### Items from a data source
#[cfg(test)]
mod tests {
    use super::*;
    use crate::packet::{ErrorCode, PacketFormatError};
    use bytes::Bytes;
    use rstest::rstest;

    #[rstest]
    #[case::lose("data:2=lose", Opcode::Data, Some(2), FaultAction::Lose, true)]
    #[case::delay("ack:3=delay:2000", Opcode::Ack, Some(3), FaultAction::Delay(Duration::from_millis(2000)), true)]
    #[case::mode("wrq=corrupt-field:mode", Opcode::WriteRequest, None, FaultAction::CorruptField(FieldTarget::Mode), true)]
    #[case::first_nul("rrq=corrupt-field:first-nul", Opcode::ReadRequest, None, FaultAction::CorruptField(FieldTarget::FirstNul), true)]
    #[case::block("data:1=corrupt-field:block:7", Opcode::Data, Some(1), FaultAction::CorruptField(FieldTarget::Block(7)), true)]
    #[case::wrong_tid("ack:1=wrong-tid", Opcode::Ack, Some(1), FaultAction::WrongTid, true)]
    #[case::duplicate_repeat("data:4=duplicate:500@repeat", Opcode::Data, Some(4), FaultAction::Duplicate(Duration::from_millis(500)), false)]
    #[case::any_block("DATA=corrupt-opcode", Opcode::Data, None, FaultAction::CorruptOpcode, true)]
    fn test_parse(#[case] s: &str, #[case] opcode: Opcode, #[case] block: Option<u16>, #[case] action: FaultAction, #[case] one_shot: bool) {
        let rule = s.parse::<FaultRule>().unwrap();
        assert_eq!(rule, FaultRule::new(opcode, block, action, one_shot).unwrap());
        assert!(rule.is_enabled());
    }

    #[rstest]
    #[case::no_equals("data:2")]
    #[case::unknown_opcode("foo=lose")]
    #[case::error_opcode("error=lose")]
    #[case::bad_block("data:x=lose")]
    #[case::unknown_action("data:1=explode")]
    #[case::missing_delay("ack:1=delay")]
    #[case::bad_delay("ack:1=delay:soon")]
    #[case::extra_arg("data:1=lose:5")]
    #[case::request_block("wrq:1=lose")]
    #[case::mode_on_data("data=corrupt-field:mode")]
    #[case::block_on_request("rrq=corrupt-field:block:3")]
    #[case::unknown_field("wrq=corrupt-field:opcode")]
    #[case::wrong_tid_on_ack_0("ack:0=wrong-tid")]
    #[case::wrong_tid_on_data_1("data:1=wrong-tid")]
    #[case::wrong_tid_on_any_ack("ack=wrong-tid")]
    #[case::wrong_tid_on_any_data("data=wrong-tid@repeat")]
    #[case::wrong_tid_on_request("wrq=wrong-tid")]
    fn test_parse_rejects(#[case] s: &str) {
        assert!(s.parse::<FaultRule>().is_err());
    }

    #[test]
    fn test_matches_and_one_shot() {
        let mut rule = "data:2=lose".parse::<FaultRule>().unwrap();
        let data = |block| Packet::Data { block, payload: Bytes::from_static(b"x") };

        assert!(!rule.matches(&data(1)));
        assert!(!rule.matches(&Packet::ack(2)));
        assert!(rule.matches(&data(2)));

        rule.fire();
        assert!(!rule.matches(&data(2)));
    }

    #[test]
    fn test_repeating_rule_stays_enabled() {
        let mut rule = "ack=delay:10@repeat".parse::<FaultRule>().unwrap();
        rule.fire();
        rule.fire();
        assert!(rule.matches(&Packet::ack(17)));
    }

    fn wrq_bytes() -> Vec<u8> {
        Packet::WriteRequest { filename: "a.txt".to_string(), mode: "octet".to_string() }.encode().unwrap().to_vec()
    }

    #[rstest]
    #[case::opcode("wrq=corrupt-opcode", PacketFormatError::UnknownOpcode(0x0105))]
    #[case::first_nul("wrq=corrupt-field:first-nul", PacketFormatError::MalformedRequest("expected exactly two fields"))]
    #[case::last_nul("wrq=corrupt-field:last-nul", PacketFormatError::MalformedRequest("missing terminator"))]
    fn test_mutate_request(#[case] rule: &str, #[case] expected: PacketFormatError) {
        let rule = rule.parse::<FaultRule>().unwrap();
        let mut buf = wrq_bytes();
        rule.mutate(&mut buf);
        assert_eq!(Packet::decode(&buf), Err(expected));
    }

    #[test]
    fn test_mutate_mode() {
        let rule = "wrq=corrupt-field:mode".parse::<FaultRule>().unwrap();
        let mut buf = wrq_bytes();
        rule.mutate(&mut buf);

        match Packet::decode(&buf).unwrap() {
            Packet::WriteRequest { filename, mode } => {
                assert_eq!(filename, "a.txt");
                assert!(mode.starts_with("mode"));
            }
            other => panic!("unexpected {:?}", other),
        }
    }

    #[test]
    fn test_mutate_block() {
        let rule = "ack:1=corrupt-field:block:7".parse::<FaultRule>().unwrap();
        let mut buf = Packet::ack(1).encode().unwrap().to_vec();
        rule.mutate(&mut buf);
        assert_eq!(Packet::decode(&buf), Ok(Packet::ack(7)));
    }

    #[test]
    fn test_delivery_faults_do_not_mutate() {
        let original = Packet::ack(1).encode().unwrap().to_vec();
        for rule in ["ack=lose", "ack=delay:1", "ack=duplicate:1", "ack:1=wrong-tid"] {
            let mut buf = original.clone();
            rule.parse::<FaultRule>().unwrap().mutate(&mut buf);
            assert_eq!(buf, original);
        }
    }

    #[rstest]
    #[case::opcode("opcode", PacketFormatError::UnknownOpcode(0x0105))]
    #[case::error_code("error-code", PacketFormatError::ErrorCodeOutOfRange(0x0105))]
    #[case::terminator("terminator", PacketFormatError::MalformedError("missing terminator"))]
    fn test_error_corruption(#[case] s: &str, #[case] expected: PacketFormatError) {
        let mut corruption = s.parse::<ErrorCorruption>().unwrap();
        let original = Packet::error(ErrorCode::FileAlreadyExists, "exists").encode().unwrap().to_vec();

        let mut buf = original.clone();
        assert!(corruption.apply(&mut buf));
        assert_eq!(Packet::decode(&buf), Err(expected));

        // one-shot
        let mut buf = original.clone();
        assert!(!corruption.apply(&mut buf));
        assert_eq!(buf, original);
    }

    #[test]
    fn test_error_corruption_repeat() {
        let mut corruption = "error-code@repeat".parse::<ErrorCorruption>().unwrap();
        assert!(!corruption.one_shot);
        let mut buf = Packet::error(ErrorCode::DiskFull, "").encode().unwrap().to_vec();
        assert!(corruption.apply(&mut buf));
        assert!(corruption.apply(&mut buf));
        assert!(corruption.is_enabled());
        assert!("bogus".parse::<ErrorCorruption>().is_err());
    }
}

### DIRECTIONS
Reproduce the lines of the entries above from the one with "block, action, one_shot).unwrap());" to the one with "fn test_parse_rejects(#[case] s: &str)", both included, exactly and without any other line.

### RESPONSE TO THIS TASK
        assert_eq!(rule, FaultRule::new(opcode, block, action, one_shot).unwrap());
        assert!(rule.is_enabled());
    }

    #[rstest]
    #[case::no_equals("data:2")]
    #[case::unknown_opcode("foo=lose")]
    #[case::error_opcode("error=lose")]
    #[case::bad_block("data:x=lose")]
    #[case::unknown_action("data:1=explode")]
    #[case::missing_delay("ack:1=delay")]
    #[case::bad_delay("ack:1=delay:soon")]
    #[case::extra_arg("data:1=lose:5")]
    #[case::request_block("wrq:1=lose")]
    #[case::mode_on_data("data=corrupt-field:mode")]
    #[case::block_on_request("rrq=corrupt-field:block:3")]
    #[case::unknown_field("wrq=corrupt-field:opcode")]
    #[case::wrong_tid_on_ack_0("ack:0=wrong-tid")]
    #[case::wrong_tid_on_data_1("data:1=wrong-tid")]
    #[case::wrong_tid_on_any_ack("ack=wrong-tid")]
    #[case::wrong_tid_on_any_data("data=wrong-tid@repeat")]
    #[case::wrong_tid_on_request("wrq=wrong-tid")]
    fn test_parse_rejects(#[case] s: &str) {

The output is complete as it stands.